Башня. Новый Ковчег-4. Глава 6. Мельников
two_towers — 24.05.2024Величко уже заканчивал, подводил итоги. Его сочный густой голос звучал размеренно и неторопливо, и Олег почувствовал что-то, близкое если не к расслабленности (всё же расслабляться было рановато), то к спокойствию. У них всё получилось или почти всё. Савельев с Литвиновым уже должны быть на АЭС, и, скорее всего, их беспрепятственно пропустили: Павел, когда надо, умел быть очень убедительным, плюс с ним Борис — а этот, похоже, в своей жизни вообще один единственный раз прокололся, когда вздумал помериться силами с Савельевым, так что…
Олег едва заметно улыбнулся, поднял голову и поймал улыбку Анжелики Юрьевны. Улыбалась ли она ему в ответ или каким-то своим думам, было непонятно, да и неважно по большому счёту, просто улыбка этой красивой, ухоженной женщиной добавила ещё монетку в копилку общего ощущения, что всё страшное уже позади, и можно наконец выдохнуть. Даже бледный Соколов, теребящий потными пальцами ворот рубашки, уже не вызывал сильной озабоченности. Мельников был уверен, что он всё вычислил правильно, и, значит, дело осталось за малым: закончить заседание и взять этого неряху в оборот.

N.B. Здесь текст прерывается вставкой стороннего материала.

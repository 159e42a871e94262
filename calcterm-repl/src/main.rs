use calcterm::Submission;
use rustyline::{error::ReadlineError, DefaultEditor};
use std::{
    fs::File,
    io::{self, BufReader, IsTerminal, Read},
};

/// Prints the result of one submission: the simplified expression's grid, followed by the
/// numeric value when one exists.
fn print_submission(submission: &Submission) {
    for row in &submission.output.grid {
        println!("  {row}");
    }
    if let Some(number) = &submission.number {
        println!("  = {}", number.one_line);
    }
}

/// Parses and simplifies the given line, printing the result or the error report.
fn submit_line(input: &str) {
    let input = input.trim();
    if input.is_empty() {
        return;
    }
    match calcterm::submit(input) {
        Ok(submission) => print_submission(&submission),
        Err(err) => {
            let _ = err.report_to_stderr("input", input);
        }
    }
}

fn submit_all(source: &str) {
    for line in source.lines() {
        submit_line(line);
    }
}

fn repl() -> rustyline::Result<()> {
    let mut editor = DefaultEditor::new()?;
    loop {
        match editor.readline("> ") {
            Ok(line) => {
                let _ = editor.add_history_entry(line.as_str());
                submit_line(&line);
            }
            Err(ReadlineError::Interrupted) => continue,
            Err(ReadlineError::Eof) => break,
            Err(err) => return Err(err),
        }
    }
    Ok(())
}

fn main() {
    let mut args = std::env::args();
    args.next();

    if let Some(filename) = args.next() {
        // run expressions from a file, one per line
        let mut file = BufReader::new(File::open(filename).unwrap());
        let mut input = String::new();
        file.read_to_string(&mut input).unwrap();
        submit_all(&input);
    } else if !io::stdin().is_terminal() {
        // read expressions from piped stdin
        let mut input = String::new();
        io::stdin().read_to_string(&mut input).unwrap();
        submit_all(&input);
    } else {
        // interactive mode
        repl().unwrap();
    }
}
//! The restructurer: a post-order rebuilding traversal, and the base of every rewrite pass.
//!
//! [`Restructurer::visit`] descends into children first, left to right, then hands the node's
//! method the freshly rebuilt children; the method returns exactly one replacement expression.
//! Every method defaults to rebuilding the node unchanged through the builder (preserving the
//! sign vector for additions), so a rewrite pass overrides only the kinds it cares about and
//! inherits the rebuild for everything else. The input tree is never mutated; unchanged subtrees
//! are shared with the result by reference.

use crate::number::Number;
use std::rc::Rc;
use super::{builder, Expr, Sign};

pub trait Restructurer {
    /// Rebuilds the given expression bottom-up, dispatching each node to its method with the
    /// already restructured children in original order.
    fn visit(&mut self, expr: &Rc<Expr>) -> Rc<Expr> {
        match &**expr {
            Expr::Literal(n) => self.literal(n),
            Expr::Symbol { name, args } => {
                let children = args.iter().map(|arg| self.visit(arg)).collect();
                self.symbol(name, children)
            }
            Expr::Add { terms, signs } => {
                let children = terms.iter().map(|term| self.visit(term)).collect();
                self.add(children, signs)
            }
            Expr::Mul(factors) => {
                let children = factors.iter().map(|factor| self.visit(factor)).collect();
                self.multiply(children)
            }
            Expr::Div(top, bottom) => {
                let (top, bottom) = (self.visit(top), self.visit(bottom));
                self.divide(top, bottom)
            }
            Expr::Mod(top, bottom) => {
                let (top, bottom) = (self.visit(top), self.visit(bottom));
                self.modulus(top, bottom)
            }
            Expr::Pow(base, exponent) => {
                let (base, exponent) = (self.visit(base), self.visit(exponent));
                self.power(base, exponent)
            }
            Expr::Neg(operand) => {
                let operand = self.visit(operand);
                self.negate(operand)
            }
            Expr::Factorial(operand) => {
                let operand = self.visit(operand);
                self.factorial(operand)
            }
        }
    }

    fn literal(&mut self, n: &Number) -> Rc<Expr> {
        builder::literal(n.clone())
    }

    fn symbol(&mut self, name: &str, children: Vec<Rc<Expr>>) -> Rc<Expr> {
        builder::symbol_call(name, children)
    }

    fn add(&mut self, children: Vec<Rc<Expr>>, signs: &[Sign]) -> Rc<Expr> {
        builder::add_signed(children, signs.to_vec())
    }

    fn multiply(&mut self, children: Vec<Rc<Expr>>) -> Rc<Expr> {
        builder::multiply_all(children)
    }

    fn divide(&mut self, top: Rc<Expr>, bottom: Rc<Expr>) -> Rc<Expr> {
        builder::divide(top, bottom)
    }

    fn modulus(&mut self, top: Rc<Expr>, bottom: Rc<Expr>) -> Rc<Expr> {
        builder::modulus(top, bottom)
    }

    fn power(&mut self, base: Rc<Expr>, exponent: Rc<Expr>) -> Rc<Expr> {
        builder::power(base, exponent)
    }

    fn negate(&mut self, operand: Rc<Expr>) -> Rc<Expr> {
        builder::negate(operand)
    }

    fn factorial(&mut self, operand: Rc<Expr>) -> Rc<Expr> {
        builder::factorial(operand)
    }
}

#[cfg(test)]
mod tests {
    use calcterm_parser::Parser;
    use pretty_assertions::assert_eq;
    use super::*;

    /// A restructurer with no overrides at all.
    struct Identity;

    impl Restructurer for Identity {}

    /// Renames every free `x` to `y`.
    struct RenameX;

    impl Restructurer for RenameX {
        fn symbol(&mut self, name: &str, children: Vec<Rc<Expr>>) -> Rc<Expr> {
            if name == "x" && children.is_empty() {
                builder::symbol("y")
            } else {
                builder::symbol_call(name, children)
            }
        }
    }

    fn parse(input: &str) -> Rc<Expr> {
        builder::build(&Parser::new(input).unwrap().parse().unwrap()).unwrap()
    }

    #[test]
    fn default_rebuild_is_structurally_identical() {
        let expr = parse("1+2*x^3-f(4,-5)!%6");
        assert_eq!(Identity.visit(&expr), expr);
    }

    #[test]
    fn default_rebuild_preserves_sign_vectors() {
        let expr = parse("a-b+c");
        assert_eq!(Identity.visit(&expr), expr);
    }

    #[test]
    fn overriding_one_kind_leaves_the_rest_to_the_default() {
        let expr = parse("x+2*x(1)");
        // the call `x(1)` keeps its name; only the free symbol is renamed
        let expected = parse("y+2*x(1)");
        assert_eq!(RenameX.visit(&expr), expected);
    }

    #[test]
    fn input_tree_is_left_unchanged() {
        let expr = parse("-(x+1)");
        let before = expr.clone();
        let _ = RenameX.visit(&expr);
        assert_eq!(expr, before);
    }
}
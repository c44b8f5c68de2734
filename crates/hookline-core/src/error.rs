//! Unified error types for hookline.
//!
//! Hook handlers return [`HookError`] and the registry wraps whatever a
//! handler returns before handing it back to the `execute` caller, so a
//! single error type crosses every boundary.

use std::fmt;
use thiserror::Error;

/// Top-level error kind categorization.
#[derive(Debug, Clone, Copy, PartialEq, Eq, Hash, serde::Serialize, serde::Deserialize)]
pub enum ErrorKind {
    /// A hook handler failed and aborted the chain.
    HookFailed,
    /// A registered hook expects a different context type than the one executed.
    ContextMismatch,
    /// A configuration error occurred.
    Configuration,
    /// A serialization/deserialization error occurred.
    Serialization,
    /// An internal error occurred.
    Internal,
}

impl fmt::Display for ErrorKind {
    fn fmt(&self, f: &mut fmt::Formatter<'_>) -> fmt::Result {
        match self {
            Self::HookFailed => write!(f, "HOOK_FAILED"),
            Self::ContextMismatch => write!(f, "CONTEXT_MISMATCH"),
            Self::Configuration => write!(f, "CONFIGURATION"),
            Self::Serialization => write!(f, "SERIALIZATION"),
            Self::Internal => write!(f, "INTERNAL"),
        }
    }
}

/// The unified error used throughout hookline.
#[derive(Debug, Error)]
#[error("{kind}: {message}")]
pub struct HookError {
    /// The category of error.
    pub kind: ErrorKind,
    /// A human-readable error message.
    pub message: String,
    /// Optional underlying cause.
    #[source]
    pub source: Option<Box<dyn std::error::Error + Send + Sync>>,
}

impl HookError {
    /// Create a new error.
    pub fn new(kind: ErrorKind, message: impl Into<String>) -> Self {
        Self {
            kind,
            message: message.into(),
            source: None,
        }
    }

    /// Create a new error with an underlying cause.
    pub fn with_source(
        kind: ErrorKind,
        message: impl Into<String>,
        source: impl std::error::Error + Send + Sync + 'static,
    ) -> Self {
        Self {
            kind,
            message: message.into(),
            source: Some(Box::new(source)),
        }
    }

    /// Create a hook failure. Handlers use this to abort the chain.
    pub fn hook_failed(message: impl Into<String>) -> Self {
        Self::new(ErrorKind::HookFailed, message)
    }

    /// Create a context type mismatch error.
    pub fn context_mismatch(message: impl Into<String>) -> Self {
        Self::new(ErrorKind::ContextMismatch, message)
    }

    /// Create a configuration error.
    pub fn configuration(message: impl Into<String>) -> Self {
        Self::new(ErrorKind::Configuration, message)
    }

    /// Create an internal error.
    pub fn internal(message: impl Into<String>) -> Self {
        Self::new(ErrorKind::Internal, message)
    }

    /// Returns the kind of this error.
    pub fn kind(&self) -> ErrorKind {
        self.kind
    }
}

impl Clone for HookError {
    fn clone(&self) -> Self {
        Self {
            kind: self.kind,
            message: self.message.clone(),
            source: None,
        }
    }
}

impl From<serde_json::Error> for HookError {
    fn from(err: serde_json::Error) -> Self {
        Self::with_source(
            ErrorKind::Serialization,
            format!("JSON serialization error: {err}"),
            err,
        )
    }
}

impl From<config::ConfigError> for HookError {
    fn from(err: config::ConfigError) -> Self {
        Self::with_source(
            ErrorKind::Configuration,
            format!("Configuration error: {err}"),
            err,
        )
    }
}

#[cfg(test)]
mod tests {
    use super::*;
    use std::error::Error as _;

    #[test]
    fn test_display_includes_kind() {
        let err = HookError::hook_failed("audit rejected request");
        assert_eq!(err.to_string(), "HOOK_FAILED: audit rejected request");
    }

    #[test]
    fn test_with_source_keeps_cause() {
        let io = std::io::Error::other("disk gone");
        let err = HookError::with_source(ErrorKind::Internal, "write failed", io);
        assert_eq!(err.kind(), ErrorKind::Internal);
        let cause = err.source().expect("source should be kept");
        assert_eq!(cause.to_string(), "disk gone");
    }

    #[test]
    fn test_clone_drops_source() {
        let io = std::io::Error::other("boom");
        let err = HookError::with_source(ErrorKind::HookFailed, "hook failed", io);
        let cloned = err.clone();
        assert_eq!(cloned.kind, ErrorKind::HookFailed);
        assert_eq!(cloned.message, "hook failed");
        assert!(cloned.source.is_none());
    }

    #[test]
    fn test_from_serde_json() {
        let parse = serde_json::from_str::<serde_json::Value>("{not json").unwrap_err();
        let err: HookError = parse.into();
        assert_eq!(err.kind, ErrorKind::Serialization);
    }
}
//! Hook registry configuration.

use std::time::Duration;

use serde::{Deserialize, Serialize};

/// Settings applied to every `execute` call of a registry.
#[derive(Debug, Clone, Serialize, Deserialize)]
#[serde(default)]
pub struct RegistryConfig {
    /// A hook running longer than this many milliseconds is reported with a
    /// warning once it completes. `0` disables the check. Hooks are never
    /// cancelled.
    pub slow_hook_threshold_ms: u64,
}

impl RegistryConfig {
    /// Returns the slow-hook threshold, or `None` when disabled.
    pub fn slow_hook_threshold(&self) -> Option<Duration> {
        (self.slow_hook_threshold_ms > 0).then(|| Duration::from_millis(self.slow_hook_threshold_ms))
    }
}

impl Default for RegistryConfig {
    fn default() -> Self {
        Self {
            slow_hook_threshold_ms: default_slow_hook_threshold(),
        }
    }
}

fn default_slow_hook_threshold() -> u64 {
    5000
}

— … то есть, пока Павел Григорьевич внизу, — Константин Георгиевич слегка откинулся на спинку кресла — сегодня он занимал место Савельева, да и по праву. — Пока Павел Григорьевич внизу, большинство решений, касающихся текущих дел, будут приниматься, как и раньше, коллегиально, а ответственные, критические вопросы придётся решать…
Константин Георгиевич прервался на полуслове. За дверью зала заседаний, из приёмной, послышался странный шум. Чьи-то голоса, глухой звук, словно уронили стул или ещё какую-то мебель. А потом вдруг раздался выстрел, другой, автоматная очередь.
Анжелика Юрьевна вскрикнула первой, инстинктивно подалась к Богданову, но тот уже вскочил, как будто собирался куда-то бежать, трусливо прикрыв лицо руками. Соломон Исаевич принялся тихо взывать к богу с утроенной силой. Сам Олег подался вперёд, привстал, не сводя глаз с двери.
Перестрелка стихла. Дверь медленно открылась, сначала появились двое военных с автоматами, угрюмо оглядели присутствующих и замерли по обе стороны от проёма. И вслед за ними в зал вошёл Рябинин.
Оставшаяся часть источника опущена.